(Supplied material begins)

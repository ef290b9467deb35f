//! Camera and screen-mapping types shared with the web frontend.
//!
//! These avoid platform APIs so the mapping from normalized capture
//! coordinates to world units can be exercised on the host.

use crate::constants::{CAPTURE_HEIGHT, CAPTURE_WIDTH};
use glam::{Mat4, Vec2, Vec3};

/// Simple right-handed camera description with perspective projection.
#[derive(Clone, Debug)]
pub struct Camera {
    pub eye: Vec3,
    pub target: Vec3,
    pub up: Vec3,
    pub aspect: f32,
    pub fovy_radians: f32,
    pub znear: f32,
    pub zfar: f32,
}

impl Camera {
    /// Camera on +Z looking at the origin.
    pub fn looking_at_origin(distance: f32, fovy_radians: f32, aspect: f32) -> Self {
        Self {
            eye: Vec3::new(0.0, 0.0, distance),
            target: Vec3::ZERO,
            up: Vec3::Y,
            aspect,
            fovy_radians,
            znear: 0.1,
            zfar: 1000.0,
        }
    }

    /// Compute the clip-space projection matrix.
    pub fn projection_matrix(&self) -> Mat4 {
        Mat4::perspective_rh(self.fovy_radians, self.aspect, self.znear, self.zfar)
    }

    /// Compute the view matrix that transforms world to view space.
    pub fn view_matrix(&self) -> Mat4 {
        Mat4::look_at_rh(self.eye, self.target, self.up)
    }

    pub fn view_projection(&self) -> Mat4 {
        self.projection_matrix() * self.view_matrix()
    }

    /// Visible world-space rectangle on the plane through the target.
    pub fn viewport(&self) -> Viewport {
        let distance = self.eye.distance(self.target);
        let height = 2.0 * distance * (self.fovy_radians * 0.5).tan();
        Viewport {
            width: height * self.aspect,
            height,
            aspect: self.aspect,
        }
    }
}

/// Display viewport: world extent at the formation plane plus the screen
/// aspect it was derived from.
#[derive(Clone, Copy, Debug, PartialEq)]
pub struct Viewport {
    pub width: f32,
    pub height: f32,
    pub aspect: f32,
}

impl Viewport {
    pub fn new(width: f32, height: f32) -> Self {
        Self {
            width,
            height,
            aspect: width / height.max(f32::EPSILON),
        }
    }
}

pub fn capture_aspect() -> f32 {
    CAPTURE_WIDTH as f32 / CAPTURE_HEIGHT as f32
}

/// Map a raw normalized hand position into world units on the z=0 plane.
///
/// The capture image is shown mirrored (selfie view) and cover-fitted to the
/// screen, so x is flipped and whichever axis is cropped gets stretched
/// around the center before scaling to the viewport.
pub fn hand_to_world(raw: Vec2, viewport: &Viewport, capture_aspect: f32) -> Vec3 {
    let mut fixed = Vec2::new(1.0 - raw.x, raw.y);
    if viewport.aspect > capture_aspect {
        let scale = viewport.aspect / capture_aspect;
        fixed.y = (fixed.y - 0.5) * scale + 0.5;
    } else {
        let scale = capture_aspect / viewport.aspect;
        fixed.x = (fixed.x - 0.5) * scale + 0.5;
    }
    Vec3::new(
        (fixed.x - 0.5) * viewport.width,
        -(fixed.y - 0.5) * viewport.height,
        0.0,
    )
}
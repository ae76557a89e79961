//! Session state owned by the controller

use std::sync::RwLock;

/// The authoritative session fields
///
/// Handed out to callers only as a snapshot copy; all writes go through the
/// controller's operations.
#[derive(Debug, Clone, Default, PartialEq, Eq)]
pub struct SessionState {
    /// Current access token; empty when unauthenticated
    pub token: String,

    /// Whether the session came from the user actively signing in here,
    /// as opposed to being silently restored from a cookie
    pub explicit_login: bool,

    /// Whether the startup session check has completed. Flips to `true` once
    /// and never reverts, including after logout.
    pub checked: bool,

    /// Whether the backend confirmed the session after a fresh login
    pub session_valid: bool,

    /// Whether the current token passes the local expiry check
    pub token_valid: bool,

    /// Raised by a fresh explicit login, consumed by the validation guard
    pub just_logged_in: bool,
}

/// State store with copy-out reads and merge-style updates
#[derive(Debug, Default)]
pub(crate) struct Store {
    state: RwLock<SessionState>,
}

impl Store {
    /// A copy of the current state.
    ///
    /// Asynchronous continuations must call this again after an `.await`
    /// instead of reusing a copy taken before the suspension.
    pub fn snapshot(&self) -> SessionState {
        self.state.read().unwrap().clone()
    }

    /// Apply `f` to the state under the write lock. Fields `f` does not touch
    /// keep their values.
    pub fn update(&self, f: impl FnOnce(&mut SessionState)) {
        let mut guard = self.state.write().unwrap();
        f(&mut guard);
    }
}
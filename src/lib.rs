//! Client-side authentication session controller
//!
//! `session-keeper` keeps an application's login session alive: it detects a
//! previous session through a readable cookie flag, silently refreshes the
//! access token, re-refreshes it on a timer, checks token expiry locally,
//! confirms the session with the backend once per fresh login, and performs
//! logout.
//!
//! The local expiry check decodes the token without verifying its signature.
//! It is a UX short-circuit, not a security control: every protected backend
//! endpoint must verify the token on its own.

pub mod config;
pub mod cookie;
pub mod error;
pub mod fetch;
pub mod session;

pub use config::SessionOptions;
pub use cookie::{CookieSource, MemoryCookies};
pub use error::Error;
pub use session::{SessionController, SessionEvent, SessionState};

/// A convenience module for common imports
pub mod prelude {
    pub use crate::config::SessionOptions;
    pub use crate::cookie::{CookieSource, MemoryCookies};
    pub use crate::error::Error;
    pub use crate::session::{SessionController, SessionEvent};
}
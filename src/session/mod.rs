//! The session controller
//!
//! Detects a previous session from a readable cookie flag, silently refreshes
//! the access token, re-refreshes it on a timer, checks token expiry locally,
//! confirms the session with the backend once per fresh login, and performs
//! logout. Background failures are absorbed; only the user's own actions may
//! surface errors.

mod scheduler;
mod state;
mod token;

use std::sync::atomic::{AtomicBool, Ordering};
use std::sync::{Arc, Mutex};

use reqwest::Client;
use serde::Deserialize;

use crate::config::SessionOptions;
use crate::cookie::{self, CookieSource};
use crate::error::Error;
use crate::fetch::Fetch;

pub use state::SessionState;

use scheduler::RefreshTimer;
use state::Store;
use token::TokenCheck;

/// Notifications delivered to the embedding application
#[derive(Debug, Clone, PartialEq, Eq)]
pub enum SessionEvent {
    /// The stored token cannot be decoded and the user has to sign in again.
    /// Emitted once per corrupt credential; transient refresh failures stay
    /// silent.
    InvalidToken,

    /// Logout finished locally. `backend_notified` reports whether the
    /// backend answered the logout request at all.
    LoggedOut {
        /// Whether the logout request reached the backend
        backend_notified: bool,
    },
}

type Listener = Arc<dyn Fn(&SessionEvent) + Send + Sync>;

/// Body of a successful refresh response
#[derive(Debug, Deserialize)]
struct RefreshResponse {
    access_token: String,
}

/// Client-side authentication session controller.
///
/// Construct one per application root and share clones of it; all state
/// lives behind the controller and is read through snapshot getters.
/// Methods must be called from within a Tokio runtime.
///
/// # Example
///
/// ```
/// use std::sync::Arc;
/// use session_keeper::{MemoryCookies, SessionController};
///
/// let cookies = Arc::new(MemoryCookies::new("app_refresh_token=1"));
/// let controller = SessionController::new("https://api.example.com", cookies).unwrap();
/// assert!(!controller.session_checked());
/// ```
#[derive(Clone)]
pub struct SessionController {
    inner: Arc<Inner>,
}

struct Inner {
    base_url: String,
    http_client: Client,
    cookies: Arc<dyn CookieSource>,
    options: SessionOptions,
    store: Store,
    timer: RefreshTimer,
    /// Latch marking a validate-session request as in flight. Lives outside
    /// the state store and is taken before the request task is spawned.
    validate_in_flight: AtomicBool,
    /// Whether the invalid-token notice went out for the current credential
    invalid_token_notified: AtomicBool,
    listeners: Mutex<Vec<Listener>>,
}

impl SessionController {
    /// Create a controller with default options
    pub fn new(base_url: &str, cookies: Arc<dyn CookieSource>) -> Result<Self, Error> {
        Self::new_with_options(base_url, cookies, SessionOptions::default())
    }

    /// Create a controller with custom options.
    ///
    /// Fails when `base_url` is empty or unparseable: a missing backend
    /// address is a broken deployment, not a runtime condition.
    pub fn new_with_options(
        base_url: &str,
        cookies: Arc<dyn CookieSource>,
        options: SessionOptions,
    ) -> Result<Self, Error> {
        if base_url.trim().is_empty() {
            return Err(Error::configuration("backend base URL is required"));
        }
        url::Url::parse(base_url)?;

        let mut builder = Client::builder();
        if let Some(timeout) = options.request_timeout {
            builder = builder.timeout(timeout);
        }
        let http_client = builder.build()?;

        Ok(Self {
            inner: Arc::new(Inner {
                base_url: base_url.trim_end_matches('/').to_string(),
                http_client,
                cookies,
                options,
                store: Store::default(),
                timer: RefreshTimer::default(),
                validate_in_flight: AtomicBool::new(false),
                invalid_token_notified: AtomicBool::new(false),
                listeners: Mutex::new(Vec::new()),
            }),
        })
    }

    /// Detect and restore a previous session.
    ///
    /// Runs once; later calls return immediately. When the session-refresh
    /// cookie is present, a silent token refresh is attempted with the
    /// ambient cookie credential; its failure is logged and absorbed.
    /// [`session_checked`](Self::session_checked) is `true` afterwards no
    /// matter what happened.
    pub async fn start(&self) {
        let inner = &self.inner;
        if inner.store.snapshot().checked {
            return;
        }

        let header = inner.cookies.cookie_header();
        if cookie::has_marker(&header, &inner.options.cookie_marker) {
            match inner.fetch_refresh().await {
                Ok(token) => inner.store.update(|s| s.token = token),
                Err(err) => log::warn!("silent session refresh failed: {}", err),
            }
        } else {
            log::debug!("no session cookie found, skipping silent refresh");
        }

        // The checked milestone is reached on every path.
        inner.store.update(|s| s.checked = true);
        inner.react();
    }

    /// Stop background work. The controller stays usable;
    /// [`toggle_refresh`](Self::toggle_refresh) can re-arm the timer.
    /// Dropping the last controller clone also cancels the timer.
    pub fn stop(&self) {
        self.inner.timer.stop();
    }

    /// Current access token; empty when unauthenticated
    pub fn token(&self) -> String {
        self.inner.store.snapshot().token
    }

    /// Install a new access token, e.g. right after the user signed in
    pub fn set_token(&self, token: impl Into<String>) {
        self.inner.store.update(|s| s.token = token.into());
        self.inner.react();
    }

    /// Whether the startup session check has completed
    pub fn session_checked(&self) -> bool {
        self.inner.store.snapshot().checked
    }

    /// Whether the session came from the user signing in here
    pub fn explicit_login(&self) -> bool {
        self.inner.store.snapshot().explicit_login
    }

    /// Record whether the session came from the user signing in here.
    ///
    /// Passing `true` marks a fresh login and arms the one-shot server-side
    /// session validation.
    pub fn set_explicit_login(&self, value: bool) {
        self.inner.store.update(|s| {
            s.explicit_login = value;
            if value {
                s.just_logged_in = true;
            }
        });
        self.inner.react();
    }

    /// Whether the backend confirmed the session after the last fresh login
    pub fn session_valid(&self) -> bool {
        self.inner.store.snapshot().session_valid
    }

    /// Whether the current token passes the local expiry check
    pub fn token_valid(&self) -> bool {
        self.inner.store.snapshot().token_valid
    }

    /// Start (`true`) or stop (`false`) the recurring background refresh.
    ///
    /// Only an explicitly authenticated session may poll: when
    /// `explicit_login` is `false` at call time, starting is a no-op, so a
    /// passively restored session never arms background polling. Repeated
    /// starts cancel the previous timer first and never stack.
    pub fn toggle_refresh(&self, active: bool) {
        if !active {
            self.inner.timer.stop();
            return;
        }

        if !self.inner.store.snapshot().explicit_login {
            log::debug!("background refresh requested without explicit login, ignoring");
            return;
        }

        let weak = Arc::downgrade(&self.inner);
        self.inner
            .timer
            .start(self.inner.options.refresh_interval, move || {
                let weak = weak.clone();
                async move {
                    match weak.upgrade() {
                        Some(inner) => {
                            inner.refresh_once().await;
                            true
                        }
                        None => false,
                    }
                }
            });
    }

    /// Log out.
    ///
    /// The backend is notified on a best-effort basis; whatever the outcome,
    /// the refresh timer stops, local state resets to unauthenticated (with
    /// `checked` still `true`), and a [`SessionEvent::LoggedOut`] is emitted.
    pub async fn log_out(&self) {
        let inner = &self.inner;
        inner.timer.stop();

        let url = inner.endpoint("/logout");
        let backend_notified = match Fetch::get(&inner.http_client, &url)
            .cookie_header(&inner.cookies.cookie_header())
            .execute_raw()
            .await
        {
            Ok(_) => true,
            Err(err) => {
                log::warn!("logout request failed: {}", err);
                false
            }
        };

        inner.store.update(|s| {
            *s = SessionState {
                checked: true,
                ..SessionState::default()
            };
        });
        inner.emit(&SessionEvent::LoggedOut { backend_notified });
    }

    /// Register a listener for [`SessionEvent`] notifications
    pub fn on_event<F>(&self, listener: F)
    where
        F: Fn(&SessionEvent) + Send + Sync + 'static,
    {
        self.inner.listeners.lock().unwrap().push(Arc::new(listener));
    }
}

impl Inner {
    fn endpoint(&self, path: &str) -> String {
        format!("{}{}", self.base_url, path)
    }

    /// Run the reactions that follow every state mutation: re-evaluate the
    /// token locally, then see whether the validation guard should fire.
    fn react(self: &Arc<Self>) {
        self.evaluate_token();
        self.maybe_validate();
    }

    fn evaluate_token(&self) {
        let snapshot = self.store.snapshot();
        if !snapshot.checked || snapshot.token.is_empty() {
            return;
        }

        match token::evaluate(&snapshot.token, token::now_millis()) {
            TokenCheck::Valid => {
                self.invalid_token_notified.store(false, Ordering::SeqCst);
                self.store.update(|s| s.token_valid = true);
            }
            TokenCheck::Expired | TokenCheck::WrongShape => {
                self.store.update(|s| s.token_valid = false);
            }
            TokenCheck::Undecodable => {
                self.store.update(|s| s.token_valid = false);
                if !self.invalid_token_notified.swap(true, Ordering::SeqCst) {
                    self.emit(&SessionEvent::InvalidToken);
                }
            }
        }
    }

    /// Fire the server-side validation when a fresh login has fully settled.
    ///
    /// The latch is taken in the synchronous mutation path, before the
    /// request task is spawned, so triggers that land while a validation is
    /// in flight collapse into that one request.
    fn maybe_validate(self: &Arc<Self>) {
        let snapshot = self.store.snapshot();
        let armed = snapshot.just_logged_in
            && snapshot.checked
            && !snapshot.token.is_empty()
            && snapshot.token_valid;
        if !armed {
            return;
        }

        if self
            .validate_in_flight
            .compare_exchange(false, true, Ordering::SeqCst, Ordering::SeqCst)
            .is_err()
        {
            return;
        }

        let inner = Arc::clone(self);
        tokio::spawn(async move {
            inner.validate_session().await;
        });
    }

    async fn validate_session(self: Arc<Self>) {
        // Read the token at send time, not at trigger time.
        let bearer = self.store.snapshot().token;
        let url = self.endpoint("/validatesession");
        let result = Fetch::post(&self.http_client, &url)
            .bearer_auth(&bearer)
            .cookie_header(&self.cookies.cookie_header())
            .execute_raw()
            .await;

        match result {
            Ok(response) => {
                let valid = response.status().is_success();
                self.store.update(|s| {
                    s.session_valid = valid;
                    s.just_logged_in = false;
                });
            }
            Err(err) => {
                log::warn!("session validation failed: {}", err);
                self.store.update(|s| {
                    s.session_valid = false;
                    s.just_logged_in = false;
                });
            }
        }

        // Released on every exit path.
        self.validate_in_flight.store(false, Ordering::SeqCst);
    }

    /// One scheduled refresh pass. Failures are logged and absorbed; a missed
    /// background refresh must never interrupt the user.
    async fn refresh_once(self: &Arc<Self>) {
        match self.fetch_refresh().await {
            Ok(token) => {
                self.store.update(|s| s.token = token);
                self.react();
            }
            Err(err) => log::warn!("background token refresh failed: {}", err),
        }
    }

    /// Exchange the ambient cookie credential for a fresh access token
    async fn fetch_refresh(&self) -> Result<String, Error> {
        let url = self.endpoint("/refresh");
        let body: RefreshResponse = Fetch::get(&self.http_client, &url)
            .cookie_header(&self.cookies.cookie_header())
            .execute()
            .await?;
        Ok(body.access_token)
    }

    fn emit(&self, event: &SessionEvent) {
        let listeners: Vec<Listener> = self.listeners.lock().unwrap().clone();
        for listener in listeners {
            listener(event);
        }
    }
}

(Supplied material ends)

Exercise brief: Copy here each line of the preceding records with "fixed" in it.

Written solution:
    let mut fixed = Vec2::new(1.0 - raw.x, raw.y);
        fixed.y = (fixed.y - 0.5) * scale + 0.5;
        fixed.x = (fixed.x - 0.5) * scale + 0.5;
        (fixed.x - 0.5) * viewport.width,
        -(fixed.y - 0.5) * viewport.height,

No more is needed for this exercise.